_EXERCISE AIM_
Look for the word "block" in the entries and copy each line where it appears.

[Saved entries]
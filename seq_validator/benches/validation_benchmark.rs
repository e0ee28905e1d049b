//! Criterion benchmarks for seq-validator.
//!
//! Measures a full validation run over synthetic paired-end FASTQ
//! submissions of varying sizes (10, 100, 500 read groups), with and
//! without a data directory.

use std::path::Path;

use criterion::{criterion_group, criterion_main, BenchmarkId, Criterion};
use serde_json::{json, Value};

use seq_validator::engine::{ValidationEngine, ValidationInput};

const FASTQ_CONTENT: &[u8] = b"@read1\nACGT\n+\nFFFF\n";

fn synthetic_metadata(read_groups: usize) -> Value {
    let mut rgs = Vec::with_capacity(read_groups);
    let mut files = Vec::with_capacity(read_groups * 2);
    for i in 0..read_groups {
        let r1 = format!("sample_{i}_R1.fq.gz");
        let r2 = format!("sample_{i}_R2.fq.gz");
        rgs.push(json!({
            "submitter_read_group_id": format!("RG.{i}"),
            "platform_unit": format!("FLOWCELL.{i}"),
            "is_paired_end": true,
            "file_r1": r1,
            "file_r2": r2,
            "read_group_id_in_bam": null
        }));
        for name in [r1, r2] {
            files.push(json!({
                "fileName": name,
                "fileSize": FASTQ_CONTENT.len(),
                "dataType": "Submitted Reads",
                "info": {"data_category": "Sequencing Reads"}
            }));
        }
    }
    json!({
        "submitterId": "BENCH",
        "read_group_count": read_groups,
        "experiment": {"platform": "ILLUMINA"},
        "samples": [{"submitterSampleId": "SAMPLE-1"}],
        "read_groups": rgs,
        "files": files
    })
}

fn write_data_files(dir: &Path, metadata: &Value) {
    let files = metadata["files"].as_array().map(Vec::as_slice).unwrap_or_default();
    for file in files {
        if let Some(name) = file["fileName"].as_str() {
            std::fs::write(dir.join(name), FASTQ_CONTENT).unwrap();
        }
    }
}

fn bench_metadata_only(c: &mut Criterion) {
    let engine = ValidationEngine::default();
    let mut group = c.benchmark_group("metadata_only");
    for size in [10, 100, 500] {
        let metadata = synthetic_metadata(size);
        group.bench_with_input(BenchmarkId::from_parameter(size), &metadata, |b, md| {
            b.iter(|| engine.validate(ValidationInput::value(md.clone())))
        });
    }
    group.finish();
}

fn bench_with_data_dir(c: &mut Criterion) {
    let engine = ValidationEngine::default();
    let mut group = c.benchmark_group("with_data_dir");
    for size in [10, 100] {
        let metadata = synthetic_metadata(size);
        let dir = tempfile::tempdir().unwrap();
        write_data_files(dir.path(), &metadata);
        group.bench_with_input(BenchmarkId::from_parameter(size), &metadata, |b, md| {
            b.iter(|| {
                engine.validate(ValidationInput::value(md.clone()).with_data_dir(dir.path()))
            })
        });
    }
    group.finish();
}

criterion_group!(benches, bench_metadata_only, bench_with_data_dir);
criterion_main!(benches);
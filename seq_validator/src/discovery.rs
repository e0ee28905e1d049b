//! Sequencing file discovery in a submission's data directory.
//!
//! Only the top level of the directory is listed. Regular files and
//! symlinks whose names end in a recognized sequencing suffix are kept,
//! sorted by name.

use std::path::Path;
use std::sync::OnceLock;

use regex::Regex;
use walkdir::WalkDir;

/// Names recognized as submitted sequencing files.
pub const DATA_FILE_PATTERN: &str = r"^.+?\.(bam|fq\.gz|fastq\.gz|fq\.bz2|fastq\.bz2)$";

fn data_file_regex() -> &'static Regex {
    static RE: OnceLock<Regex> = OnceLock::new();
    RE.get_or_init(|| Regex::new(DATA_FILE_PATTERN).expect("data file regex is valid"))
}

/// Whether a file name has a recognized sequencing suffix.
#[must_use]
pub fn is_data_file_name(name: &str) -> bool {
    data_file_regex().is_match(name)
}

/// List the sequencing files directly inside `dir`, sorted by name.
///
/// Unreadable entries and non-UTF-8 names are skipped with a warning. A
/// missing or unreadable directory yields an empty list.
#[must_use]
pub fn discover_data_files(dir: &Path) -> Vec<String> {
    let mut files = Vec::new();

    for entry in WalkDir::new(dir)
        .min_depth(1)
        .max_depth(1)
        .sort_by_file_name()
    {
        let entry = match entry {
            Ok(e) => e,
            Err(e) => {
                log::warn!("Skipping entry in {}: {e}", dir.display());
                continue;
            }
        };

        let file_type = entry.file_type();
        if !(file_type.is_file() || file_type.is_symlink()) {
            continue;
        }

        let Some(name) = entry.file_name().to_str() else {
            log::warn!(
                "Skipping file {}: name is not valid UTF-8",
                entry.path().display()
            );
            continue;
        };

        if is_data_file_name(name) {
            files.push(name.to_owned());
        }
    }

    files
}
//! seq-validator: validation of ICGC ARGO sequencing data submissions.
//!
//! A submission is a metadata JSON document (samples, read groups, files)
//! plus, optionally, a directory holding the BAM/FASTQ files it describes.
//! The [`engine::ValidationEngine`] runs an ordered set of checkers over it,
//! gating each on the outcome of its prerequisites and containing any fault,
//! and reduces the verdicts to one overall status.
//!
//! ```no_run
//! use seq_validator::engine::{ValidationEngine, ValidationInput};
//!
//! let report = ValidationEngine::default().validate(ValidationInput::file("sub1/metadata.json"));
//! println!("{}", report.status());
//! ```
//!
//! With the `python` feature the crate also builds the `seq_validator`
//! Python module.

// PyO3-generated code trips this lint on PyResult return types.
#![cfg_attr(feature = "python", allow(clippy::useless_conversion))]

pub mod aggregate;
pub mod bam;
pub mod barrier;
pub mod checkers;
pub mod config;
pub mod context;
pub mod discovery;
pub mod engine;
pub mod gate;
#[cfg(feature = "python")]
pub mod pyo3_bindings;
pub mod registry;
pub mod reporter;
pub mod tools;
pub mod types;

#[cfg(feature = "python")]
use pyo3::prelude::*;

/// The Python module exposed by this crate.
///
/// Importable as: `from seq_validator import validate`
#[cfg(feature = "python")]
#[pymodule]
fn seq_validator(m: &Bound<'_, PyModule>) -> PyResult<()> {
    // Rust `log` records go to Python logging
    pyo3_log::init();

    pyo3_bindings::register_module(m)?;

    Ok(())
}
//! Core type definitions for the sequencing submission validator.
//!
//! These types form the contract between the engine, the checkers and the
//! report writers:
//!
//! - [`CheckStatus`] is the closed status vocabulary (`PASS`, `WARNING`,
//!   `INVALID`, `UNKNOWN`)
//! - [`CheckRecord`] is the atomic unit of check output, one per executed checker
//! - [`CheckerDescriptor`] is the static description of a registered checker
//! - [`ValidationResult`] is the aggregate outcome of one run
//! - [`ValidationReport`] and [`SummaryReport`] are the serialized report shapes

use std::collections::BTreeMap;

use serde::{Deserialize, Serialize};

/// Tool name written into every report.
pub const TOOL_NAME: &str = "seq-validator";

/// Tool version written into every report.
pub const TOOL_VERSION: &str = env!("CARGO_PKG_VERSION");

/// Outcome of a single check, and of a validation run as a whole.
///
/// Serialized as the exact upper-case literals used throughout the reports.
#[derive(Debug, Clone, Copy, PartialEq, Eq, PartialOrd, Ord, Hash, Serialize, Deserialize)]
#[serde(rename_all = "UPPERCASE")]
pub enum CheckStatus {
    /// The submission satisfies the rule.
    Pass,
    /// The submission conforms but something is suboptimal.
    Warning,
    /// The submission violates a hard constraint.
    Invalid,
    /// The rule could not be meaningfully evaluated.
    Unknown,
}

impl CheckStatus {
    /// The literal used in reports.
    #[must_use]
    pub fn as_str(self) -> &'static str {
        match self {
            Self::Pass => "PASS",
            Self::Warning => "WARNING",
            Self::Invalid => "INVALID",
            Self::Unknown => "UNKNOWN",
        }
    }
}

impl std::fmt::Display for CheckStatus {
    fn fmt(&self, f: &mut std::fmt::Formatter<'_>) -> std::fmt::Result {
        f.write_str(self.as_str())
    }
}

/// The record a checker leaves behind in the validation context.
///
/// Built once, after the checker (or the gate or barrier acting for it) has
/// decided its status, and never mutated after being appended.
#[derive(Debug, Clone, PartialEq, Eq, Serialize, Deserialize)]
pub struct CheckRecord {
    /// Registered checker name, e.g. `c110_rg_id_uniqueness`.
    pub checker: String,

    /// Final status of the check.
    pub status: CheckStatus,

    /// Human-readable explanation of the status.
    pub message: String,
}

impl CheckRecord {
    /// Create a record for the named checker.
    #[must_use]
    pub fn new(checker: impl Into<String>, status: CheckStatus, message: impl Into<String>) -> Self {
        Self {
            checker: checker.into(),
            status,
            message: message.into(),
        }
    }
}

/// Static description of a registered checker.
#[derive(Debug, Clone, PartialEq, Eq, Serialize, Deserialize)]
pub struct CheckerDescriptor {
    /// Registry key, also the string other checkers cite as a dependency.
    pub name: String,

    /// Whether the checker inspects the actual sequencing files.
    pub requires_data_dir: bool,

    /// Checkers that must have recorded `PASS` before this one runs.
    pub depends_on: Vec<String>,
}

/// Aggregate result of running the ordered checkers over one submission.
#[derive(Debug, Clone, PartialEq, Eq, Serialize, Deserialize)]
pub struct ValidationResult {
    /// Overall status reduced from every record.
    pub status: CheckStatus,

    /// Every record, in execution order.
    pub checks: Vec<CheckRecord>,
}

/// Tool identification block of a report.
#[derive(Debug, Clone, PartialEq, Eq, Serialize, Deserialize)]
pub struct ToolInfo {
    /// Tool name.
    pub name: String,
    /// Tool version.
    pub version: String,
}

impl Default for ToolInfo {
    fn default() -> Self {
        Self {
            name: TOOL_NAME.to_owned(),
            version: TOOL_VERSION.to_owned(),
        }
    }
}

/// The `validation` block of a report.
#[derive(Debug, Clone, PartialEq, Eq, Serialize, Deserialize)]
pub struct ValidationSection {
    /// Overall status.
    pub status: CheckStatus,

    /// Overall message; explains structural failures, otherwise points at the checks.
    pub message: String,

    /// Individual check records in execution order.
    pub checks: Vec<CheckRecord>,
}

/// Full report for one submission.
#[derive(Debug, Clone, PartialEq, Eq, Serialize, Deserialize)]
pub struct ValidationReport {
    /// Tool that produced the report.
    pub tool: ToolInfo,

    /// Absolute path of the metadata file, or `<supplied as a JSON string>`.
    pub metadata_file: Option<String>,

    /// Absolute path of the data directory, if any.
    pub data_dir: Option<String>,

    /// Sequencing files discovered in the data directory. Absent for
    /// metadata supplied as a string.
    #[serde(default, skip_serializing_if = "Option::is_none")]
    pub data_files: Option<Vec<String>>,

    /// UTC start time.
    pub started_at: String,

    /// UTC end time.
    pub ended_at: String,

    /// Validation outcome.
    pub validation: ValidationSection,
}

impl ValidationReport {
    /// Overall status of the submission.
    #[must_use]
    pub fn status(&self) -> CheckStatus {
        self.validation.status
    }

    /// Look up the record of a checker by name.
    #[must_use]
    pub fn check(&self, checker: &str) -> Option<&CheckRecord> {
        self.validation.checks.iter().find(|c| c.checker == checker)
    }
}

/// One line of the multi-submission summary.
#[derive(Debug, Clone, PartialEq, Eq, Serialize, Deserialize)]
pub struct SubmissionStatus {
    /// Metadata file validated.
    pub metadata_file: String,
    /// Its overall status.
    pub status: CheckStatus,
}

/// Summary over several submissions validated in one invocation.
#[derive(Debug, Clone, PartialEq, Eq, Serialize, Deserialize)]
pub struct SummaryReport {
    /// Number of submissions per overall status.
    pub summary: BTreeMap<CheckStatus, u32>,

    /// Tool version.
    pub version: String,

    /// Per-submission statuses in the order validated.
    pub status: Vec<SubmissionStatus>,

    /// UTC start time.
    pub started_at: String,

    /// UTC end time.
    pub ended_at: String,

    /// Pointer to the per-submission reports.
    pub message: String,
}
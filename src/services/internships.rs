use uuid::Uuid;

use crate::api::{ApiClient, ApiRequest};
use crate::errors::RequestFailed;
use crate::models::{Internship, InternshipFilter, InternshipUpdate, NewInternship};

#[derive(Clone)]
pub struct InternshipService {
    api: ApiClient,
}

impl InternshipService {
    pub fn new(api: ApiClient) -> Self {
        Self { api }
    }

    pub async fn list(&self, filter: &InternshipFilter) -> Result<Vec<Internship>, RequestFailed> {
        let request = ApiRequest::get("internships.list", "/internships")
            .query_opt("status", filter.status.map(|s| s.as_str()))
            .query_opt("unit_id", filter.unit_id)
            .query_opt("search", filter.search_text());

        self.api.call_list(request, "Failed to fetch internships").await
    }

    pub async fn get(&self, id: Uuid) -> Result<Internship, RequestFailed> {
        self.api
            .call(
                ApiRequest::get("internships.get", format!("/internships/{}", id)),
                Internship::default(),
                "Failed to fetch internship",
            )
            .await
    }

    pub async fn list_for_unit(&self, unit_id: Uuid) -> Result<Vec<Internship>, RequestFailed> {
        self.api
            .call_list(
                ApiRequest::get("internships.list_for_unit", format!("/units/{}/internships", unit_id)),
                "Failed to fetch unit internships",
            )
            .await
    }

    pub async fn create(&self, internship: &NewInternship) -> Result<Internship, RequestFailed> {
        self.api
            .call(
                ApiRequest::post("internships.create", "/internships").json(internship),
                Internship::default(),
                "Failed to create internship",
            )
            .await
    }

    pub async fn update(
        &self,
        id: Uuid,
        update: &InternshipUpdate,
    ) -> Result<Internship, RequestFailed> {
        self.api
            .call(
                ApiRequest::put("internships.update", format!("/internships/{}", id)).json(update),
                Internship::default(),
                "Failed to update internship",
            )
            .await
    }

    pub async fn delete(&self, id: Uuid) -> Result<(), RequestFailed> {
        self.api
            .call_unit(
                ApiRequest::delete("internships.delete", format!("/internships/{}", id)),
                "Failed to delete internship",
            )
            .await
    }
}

_SOLUTION FOR THIS PROBLEM_
/// Tool identification block of a report.
/// The `validation` block of a report.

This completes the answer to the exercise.